Recorded data
::::::::::
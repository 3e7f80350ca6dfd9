use anyhow::bail;
use clap::{Parser, Subcommand};
use std::net::SocketAddr;
use std::sync::Arc;
use tn_core::settings::{DEFAULT_BASE_URL, DEFAULT_MAX_PAGES};
use tn_core::{AggregatorSettings, NewsApiSettings};
use tn_newsapi::{Aggregator, UpstreamClient};
use tn_web::AppState;
use tokio::net::TcpListener;
use tracing::{info, warn};
use tracing_subscriber::EnvFilter;

mod duration;

use duration::HumanDuration;

#[derive(Parser, Debug)]
#[command(author, version, about = "Aggregates paginated news API headlines into one response", long_about = None)]
pub struct Cli {
    /// Base URL of the news API
    #[arg(long, env = "NEWSAPI_BASE_URL", default_value = DEFAULT_BASE_URL, global = true)]
    base_url: String,

    /// API key sent with every upstream request
    #[arg(long, env = "NEWSAPI_API_KEY", hide_env_values = true, global = true)]
    api_key: Option<String>,

    /// Maximum number of pages fetched for a single request
    #[arg(long, env = "TN_MAX_PAGES", default_value_t = DEFAULT_MAX_PAGES, global = true)]
    max_pages: u32,

    /// Timeout for each upstream HTTP call (e.g. 30s, 2m). 0 disables it.
    #[arg(long, env = "TN_REQUEST_TIMEOUT", default_value = "30s", global = true)]
    request_timeout: HumanDuration,

    #[command(subcommand)]
    command: Commands,
}

#[derive(Subcommand, Debug)]
enum Commands {
    /// Serve the aggregation API over HTTP
    Serve {
        #[arg(long, env = "TN_BIND", default_value = "127.0.0.1:8080")]
        bind: SocketAddr,
    },
    /// Run one aggregation and print the articles as JSON
    Fetch {
        /// Top-headlines category (e.g. technology)
        #[arg(long, conflicts_with = "genre", required_unless_present = "genre")]
        category: Option<String>,
        /// Free-text keyword
        #[arg(long)]
        genre: Option<String>,
        /// Two-letter country code; empty means no restriction
        #[arg(long, default_value = "")]
        country: String,
    },
}

fn init_tracing() {
    let filter = EnvFilter::try_from_default_env().unwrap_or_else(|_| EnvFilter::new("info"));
    tracing_subscriber::fmt()
        .with_env_filter(filter)
        .with_target(true)
        .with_writer(std::io::stderr)
        .init();
}

fn build_aggregator(cli: &Cli) -> tn_core::Result<Aggregator> {
    let api = NewsApiSettings::new(&cli.base_url, cli.api_key.clone().unwrap_or_default())?;
    let settings = AggregatorSettings::new(cli.max_pages)?;
    let timeout = Some(cli.request_timeout.0).filter(|t| !t.is_zero());
    let client = UpstreamClient::new(timeout)?;

    info!(?api, max_pages = settings.max_pages, ?timeout, "🗞️ News API client configured");
    Ok(Aggregator::new(Arc::new(client), api, settings))
}

async fn shutdown_signal() {
    if let Err(e) = tokio::signal::ctrl_c().await {
        warn!(error = %e, "failed to listen for shutdown signal");
        return;
    }
    info!("Shutdown signal received");
}

async fn serve(aggregator: Aggregator, bind: SocketAddr) -> anyhow::Result<()> {
    let state = AppState {
        aggregator: Arc::new(aggregator),
    };
    let app = tn_web::create_app(state);

    let listener = TcpListener::bind(bind).await?;
    info!("🚀 Listening on {}", listener.local_addr()?);
    axum::serve(listener, app)
        .with_graceful_shutdown(shutdown_signal())
        .await?;
    Ok(())
}

#[tokio::main]
async fn main() -> anyhow::Result<()> {
    init_tracing();
    let cli = Cli::parse();
    let aggregator = build_aggregator(&cli)?;

    match cli.command {
        Commands::Serve { bind } => serve(aggregator, bind).await?,
        Commands::Fetch { category, genre, country } => {
            let result = match (category, genre) {
                (Some(category), _) => aggregator.collect_by_category(&category, &country).await?,
                (None, Some(genre)) => aggregator.collect_by_genre(&genre, &country).await?,
                (None, None) => bail!("either --category or --genre is required"),
            };
            info!("✨ Collected {} articles", result.len());
            println!("{}", serde_json::to_string_pretty(&result)?);
        }
    }

    Ok(())
}
use axum::{
    routing::{get, post},
    Router,
};
use std::sync::Arc;
use tower_http::cors::CorsLayer;
use tower_http::trace::TraceLayer;

pub mod error;
pub mod extract;
pub mod handlers;
pub mod state;

pub use error::ApiError;
pub use extract::ApiJson;
pub use state::AppState;

/// Routes:
/// - `POST /newsapi/bycategory` with `{"category", "country"}`
/// - `POST /newsapi/bygenre` with `{"genre", "country"}`
/// - `GET /health`
pub fn create_app(state: AppState) -> Router {
    let cors = CorsLayer::permissive();

    Router::new()
        .route("/newsapi/bycategory", post(handlers::articles_by_category))
        .route("/newsapi/bygenre", post(handlers::articles_by_genre))
        .route("/health", get(handlers::health))
        .layer(TraceLayer::new_for_http())
        .layer(cors)
        .with_state(Arc::new(state))
}

pub mod prelude {
    pub use crate::{create_app, ApiError, AppState};
    pub use tn_core::{AggregatedResult, Error, Result};
}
::::::::::
§ The task:
Search the data for the string "derive" and copy out every line where it is found.

§ Finished task:
#[derive(Parser, Debug)]
#[derive(Subcommand, Debug)]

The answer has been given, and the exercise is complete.